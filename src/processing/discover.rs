//! Transcript discovery.
//!
//! Sources are directories (searched recursively for `.cha` files), plain files, or
//! glob patterns.
use std::path::{Path, PathBuf};

use itertools::Itertools;
use log::{debug, warn};

use crate::error::Error;

/// Extension of CHAT transcripts.
pub const CHA_EXTENSION: &str = "cha";

fn glob_paths(pattern: &str) -> Result<Vec<PathBuf>, Error> {
    let mut paths = Vec::new();
    for entry in glob::glob(pattern)? {
        let path = entry?;
        if path.is_file() {
            paths.push(path);
        }
    }
    Ok(paths)
}

fn expand(src: &Path) -> Result<Vec<PathBuf>, Error> {
    if src.is_dir() {
        let root = glob::Pattern::escape(&src.to_string_lossy());
        let pattern = Path::new(&root)
            .join("**")
            .join(format!("*.{}", CHA_EXTENSION));
        glob_paths(&pattern.to_string_lossy())
    } else if src.is_file() {
        Ok(vec![src.to_path_buf()])
    } else {
        glob_paths(&src.to_string_lossy())
    }
}

/// Sorted, deduplicated list of the files designated by `sources`.
///
/// Sources that match nothing are logged and skipped.
pub fn discover<P: AsRef<Path>>(sources: &[P]) -> Result<Vec<PathBuf>, Error> {
    let mut paths = Vec::new();
    for src in sources {
        let src = src.as_ref();
        let found = expand(src)?;
        if found.is_empty() {
            warn!("no file found for {:?}", src);
        }
        debug!("{:?}: {} files", src, found.len());
        paths.extend(found);
    }

    Ok(paths.into_iter().sorted().dedup().collect())
}
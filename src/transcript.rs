/*! CHAT transcripts

A [Transcript] is the sequence of lines of a `.cha` file, where main tiers (with their
sub-tiers) are replaced by [MainTier]s and every other line is kept as is.

Rendering a transcript that has not been edited gives back the original text,
byte for byte.
!*/
use std::fmt;
use std::fs;
use std::path::{Path, PathBuf};

use log::debug;

use crate::error::Error;
use crate::grammar::Grammar;
use crate::tier::{LineOutcome, MainTier, ReconciliationStatus, TierState};

#[derive(Debug, Clone)]
pub enum Segment {
    /// A line outside of any main tier, newline included.
    Line(String),
    Tier(MainTier),
}

impl fmt::Display for Segment {
    fn fmt(&self, f: &mut fmt::Formatter<'_>) -> fmt::Result {
        match self {
            Segment::Line(line) => write!(f, "{}", line),
            Segment::Tier(tier) => write!(f, "{}", tier),
        }
    }
}

#[derive(Debug, Clone)]
pub struct Transcript {
    path: Option<PathBuf>,
    original: String,
    segments: Vec<Segment>,
}

impl Transcript {
    /// Split `text` into segments and parse every main tier.
    pub fn parse(text: &str) -> Result<Self, Error> {
        let mut segments = Vec::new();
        let mut tier = MainTier::new();

        for (idx, line) in text.split_inclusive('\n').enumerate() {
            let line_no = idx + 1;
            match tier.consume(line, line_no)? {
                LineOutcome::Consumed => (),
                LineOutcome::Ignored => segments.push(Segment::Line(line.to_string())),
                LineOutcome::Finished => {
                    segments.push(Segment::Tier(tier));
                    // the line may start the next tier
                    tier = MainTier::new();
                    match tier.consume(line, line_no)? {
                        LineOutcome::Ignored => segments.push(Segment::Line(line.to_string())),
                        LineOutcome::Consumed => (),
                        LineOutcome::Finished => {
                            return Err(Error::Precondition(format!(
                                "a new tier finished on its first line ({})",
                                line_no
                            )))
                        }
                    }
                }
            }
        }

        tier.finish();
        if tier.state() != TierState::Empty {
            segments.push(Segment::Tier(tier));
        }

        for segment in segments.iter_mut() {
            if let Segment::Tier(tier) = segment {
                tier.parse()?;
            }
        }

        debug!(
            "{} segments, {} main tiers",
            segments.len(),
            segments
                .iter()
                .filter(|s| matches!(s, Segment::Tier(_)))
                .count()
        );

        Ok(Self {
            path: None,
            original: text.to_string(),
            segments,
        })
    }

    /// Read and parse the file at `path`. Errors carry the path.
    pub fn from_path<P: AsRef<Path>>(path: P) -> Result<Self, Error> {
        let path = path.as_ref();
        let text = fs::read_to_string(path).map_err(|e| Error::from(e).in_file(path.into()))?;
        let mut transcript = Self::parse(&text).map_err(|e| e.in_file(path.into()))?;
        transcript.path = Some(path.to_path_buf());
        Ok(transcript)
    }

    pub fn path(&self) -> Option<&Path> {
        self.path.as_deref()
    }

    pub fn segments(&self) -> &[Segment] {
        &self.segments
    }

    pub fn main_tiers(&self) -> impl Iterator<Item = &MainTier> {
        self.segments.iter().filter_map(|segment| match segment {
            Segment::Tier(tier) => Some(tier),
            Segment::Line(_) => None,
        })
    }

    pub fn main_tiers_mut(&mut self) -> impl Iterator<Item = &mut MainTier> {
        self.segments.iter_mut().filter_map(|segment| match segment {
            Segment::Tier(tier) => Some(tier),
            Segment::Line(_) => None,
        })
    }

    /// Text of the transcript in its current state.
    pub fn render(&self) -> String {
        self.to_string()
    }

    /// `true` if rendering gives back the text the transcript was parsed from.
    pub fn no_changes(&self) -> bool {
        self.render() == self.original
    }

    pub fn write_to<P: AsRef<Path>>(&self, path: P) -> Result<(), Error> {
        fs::write(path, self.render())?;
        Ok(())
    }

    /// Categorize sub-tiers, extract the words of `code` and the `%pho:` tokens of every tier.
    ///
    /// Issues are recorded on the tiers (see [MainTier::errors]).
    pub fn process_for_phonetic_transcription(
        &mut self,
        grammar: &Grammar,
        code: &str,
    ) -> Result<(), Error> {
        for tier in self.main_tiers_mut() {
            tier.categorize_subtiers()?;
            tier.extract_words_by_speaker(grammar, code)?;
            tier.extract_phonetic_transcriptions()?;
        }
        Ok(())
    }

    /// Reconcile the `%pho:` sub-tier of every main tier, in order.
    pub fn update_pho(
        &mut self,
        grammar: &Grammar,
        code: &str,
    ) -> Result<Vec<ReconciliationStatus>, Error> {
        self.main_tiers_mut()
            .map(|tier| tier.update_pho(grammar, code))
            .collect()
    }
}

impl fmt::Display for Transcript {
    fn fmt(&self, f: &mut fmt::Formatter<'_>) -> fmt::Result {
        for segment in &self.segments {
            write!(f, "{}", segment)?;
        }
        Ok(())
    }
}

#[cfg(test)]
mod tests {
    use super::{Segment, Transcript};
    use crate::error::Error;
    use crate::grammar::DEFAULT_GRAMMAR;
    use crate::tier::ReconciliationStatus;

    const CHA: &str = "@UTF8\n\
@Begin\n\
@Participants:\tCHI Target_Child, MOT Mother\n\
*CHI:\tball &=n_y_CHI_0xabc123 \x15100_200\x15\n\
*MOT:\tdog &=n_y_MOT_0xabc124 \x15300_400\x15\n\
%com:\tpointing\n\
@Bg:\tbook\n\
*CHI:\tcat &=n_y_CHI_0xabc125\n\
\tcar &=n_n_CHI_0xabc126 \x15500_600\x15\n\
%pho:\tkæt ####\n\
@Eg:\tbook\n\
@End\n\
\n";

    #[test]
    fn segments() {
        let t = Transcript::parse(CHA).unwrap();
        let kinds: Vec<bool> = t
            .segments()
            .iter()
            .map(|s| matches!(s, Segment::Tier(_)))
            .collect();
        assert_eq!(
            kinds,
            vec![false, false, false, true, true, false, true, false, false, false]
        );
        assert_eq!(t.main_tiers().count(), 3);
        let lines: Vec<usize> = t.main_tiers().map(|tier| tier.line_no()).collect();
        assert_eq!(lines, vec![4, 5, 8]);
    }

    #[test]
    fn roundtrip() {
        let t = Transcript::parse(CHA).unwrap();
        assert_eq!(t.render(), CHA);
        assert!(t.no_changes());
    }

    #[test]
    fn roundtrip_without_end_marker() {
        let text = "@Begin\n*CHI:\tball &=n_y_CHI_0xabc123 \x15100_200\x15\n%pho:\tbɔl";
        let t = Transcript::parse(text).unwrap();
        assert_eq!(t.main_tiers().count(), 1);
        assert_eq!(t.render(), text);
    }

    #[test]
    fn empty() {
        let t = Transcript::parse("").unwrap();
        assert!(t.segments().is_empty());
        assert_eq!(t.render(), "");
    }

    #[test]
    fn structural_violation() {
        let text = "@Begin\n*CHI:\tball &=n_y_CHI_0xabc123 \x15100_200\x15\nstray text\n@End\n";
        match Transcript::parse(text) {
            Err(Error::UnexpectedLine { line_no, line }) => {
                assert_eq!(line_no, 3);
                assert_eq!(line, "stray text\n");
            }
            other => panic!("expected a structural violation, got {:?}", other),
        }
    }

    #[test]
    fn update() {
        let mut t = Transcript::parse(CHA).unwrap();
        t.process_for_phonetic_transcription(&DEFAULT_GRAMMAR, "CHI")
            .unwrap();
        let statuses = t.update_pho(&DEFAULT_GRAMMAR, "CHI").unwrap();
        assert_eq!(
            statuses,
            vec![
                ReconciliationStatus::PhoSubTierAdded,
                ReconciliationStatus::SpeakerNotInAnnotation,
                ReconciliationStatus::NeedsSomeTranscription,
            ]
        );
        assert!(!t.no_changes());
        assert_eq!(
            t.render(),
            CHA.replace(
                "\x15100_200\x15\n",
                "\x15100_200\x15\n%pho:\t####\n"
            )
        );
    }
}
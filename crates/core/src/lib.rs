//! s3sync-core: synchronization engine for the s3sync CLI
//!
//! This crate provides:
//! - Path parsing and key resolution between a local tree and a remote prefix
//! - The tree differ that decides what to transfer, skip or delete
//! - A bounded-concurrency transfer pool with retry and timeouts
//! - The progress aggregator sampled by status renderers
//! - Sync sessions and single-object operations
//! - Configuration management
//! - The ObjectStore trait implemented by storage backends
//!
//! This crate is independent of any specific S3 SDK, so the engine can be
//! tested against in-memory and mock stores.

pub mod config;
pub mod differ;
pub mod error;
pub mod hash;
pub mod ops;
pub mod path;
pub mod pool;
pub mod progress;
pub mod retry;
pub mod session;
pub mod traits;

#[cfg(test)]
pub(crate) mod test_support;

pub use config::{ClientConfig, Config, ConfigManager, TransferConfig};
pub use differ::{ActionPlan, DiffOptions, Differ, Direction, Entry, Origin, SyncAction};
pub use error::{Error, Result};
pub use path::{KeyResolver, ParsedPath, RemotePath, parse_address, parse_remote};
pub use pool::{Job, JobKind, JobReport, Task, TransferPool};
pub use progress::{ByteProgress, Metric, MetricValue, Phase, ProgressAggregator, Snapshot, Terminal};
pub use session::{Outcome, SessionHandle, Summary, SyncRequest, SyncSession};
pub use traits::{ListOptions, ListResult, ObjectInfo, ObjectStore, PutOptions, UploadHeaders};
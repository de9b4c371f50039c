//! Status line for running sessions
//!
//! The session never pushes events; a ticker samples the aggregator and
//! redraws a single line on stderr.

use std::sync::Arc;
use std::time::Duration;

use indicatif::{ProgressBar, ProgressStyle};
use s3sync_core::{Metric, Phase, ProgressAggregator, Snapshot};
use tokio::task::JoinHandle;

use super::OutputConfig;

const REFRESH_INTERVAL: Duration = Duration::from_millis(100);

/// What the progress counter measures
#[derive(Debug, Clone, Copy, PartialEq, Eq)]
pub enum StatusUnit {
    /// Bytes moved, with a transfer rate
    Bytes,
    /// Objects deleted, without a rate
    Objects,
}

impl StatusUnit {
    fn metric(self) -> Metric {
        match self {
            StatusUnit::Bytes => Metric::BytesTransferred,
            StatusUnit::Objects => Metric::ObjectsDeleted,
        }
    }
}

/// Render one status line from a snapshot
///
/// Returns `None` when there is nothing worth drawing yet.
pub fn render_line(snapshot: &Snapshot, unit: StatusUnit) -> Option<String> {
    let metric = unit.metric();
    let value = snapshot.get(metric);

    if value.amount == 0 && snapshot.phase == Phase::Discovering {
        let found =
            snapshot.get(Metric::FilesFound).amount + snapshot.get(Metric::ObjectsFound).amount;
        return Some(format!("Listing objects... {found} objects found"));
    }

    let total = value.total.filter(|total| *total > 0)?;
    let percent = value.percent().unwrap_or(0);
    let mut line = format!("Progress: {}/{} {}%", value.amount, total, percent);
    if unit == StatusUnit::Bytes {
        let speed = humansize::format_size(snapshot.rate(metric) as u64, humansize::BINARY);
        line.push_str(&format!(" {speed}/s"));
    }
    Some(line)
}

/// Spinner line polling a session's aggregator
///
/// Hidden in quiet, JSON and no-progress modes, and when stderr is not a
/// terminal.
pub struct StatusLine {
    bar: Option<ProgressBar>,
    poller: Option<JoinHandle<()>>,
    progress: Arc<ProgressAggregator>,
    unit: StatusUnit,
}

impl StatusLine {
    pub fn start(config: &OutputConfig, progress: Arc<ProgressAggregator>, unit: StatusUnit) -> Self {
        if !config.progress_enabled() || !console::Term::stderr().is_term() {
            return Self {
                bar: None,
                poller: None,
                progress,
                unit,
            };
        }

        let bar = ProgressBar::new_spinner();
        bar.set_style(
            ProgressStyle::with_template("{spinner:.green} {msg}")
                .unwrap_or_else(|_| ProgressStyle::default_spinner()),
        );
        let poller = tokio::spawn(poll(bar.clone(), progress.clone(), unit));

        Self {
            bar: Some(bar),
            poller: Some(poller),
            progress,
            unit,
        }
    }

    pub fn is_visible(&self) -> bool {
        self.bar.is_some()
    }

    /// Stop polling and leave the final line on screen
    pub fn finish(self) {
        if let Some(poller) = self.poller {
            poller.abort();
        }
        if let Some(bar) = self.bar {
            match render_line(&self.progress.snapshot(), self.unit) {
                Some(line) => bar.finish_with_message(line),
                None => bar.finish_and_clear(),
            }
        }
    }
}

async fn poll(bar: ProgressBar, progress: Arc<ProgressAggregator>, unit: StatusUnit) {
    let mut ticker = tokio::time::interval(REFRESH_INTERVAL);
    loop {
        ticker.tick().await;
        let snapshot = progress.snapshot();
        if let Some(line) = render_line(&snapshot, unit) {
            bar.set_message(line);
        }
        bar.tick();
        if snapshot.terminal.is_some() {
            break;
        }
    }
}
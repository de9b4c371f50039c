//! mv command - Move one object
//!
//! A server-side copy followed by deletion of the source. The source is kept
//! when the copy fails.

use clap::Args;

use super::ConnectionArgs;
use super::cp::{self, CpArgs};
use crate::exit_code::ExitCode;
use crate::output::OutputConfig;

/// Move one object
#[derive(Args, Debug)]
pub struct MvArgs {
    /// Source object (s3://bucket/key)
    pub source: String,

    /// Destination object, or a prefix ending in `/`
    pub target: String,
}

/// Execute the mv command
pub async fn execute(
    args: MvArgs,
    connection: &ConnectionArgs,
    output_config: OutputConfig,
) -> ExitCode {
    let args = CpArgs {
        source: args.source,
        target: args.target,
    };
    cp::transfer(args, connection, output_config, true).await
}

* **Activity**: Sift the material for lines with the string "JoinHandle". Copy each one found.

* **Response to the exercise**:
use tokio::task::JoinHandle;
    poller: Option<JoinHandle<()>>,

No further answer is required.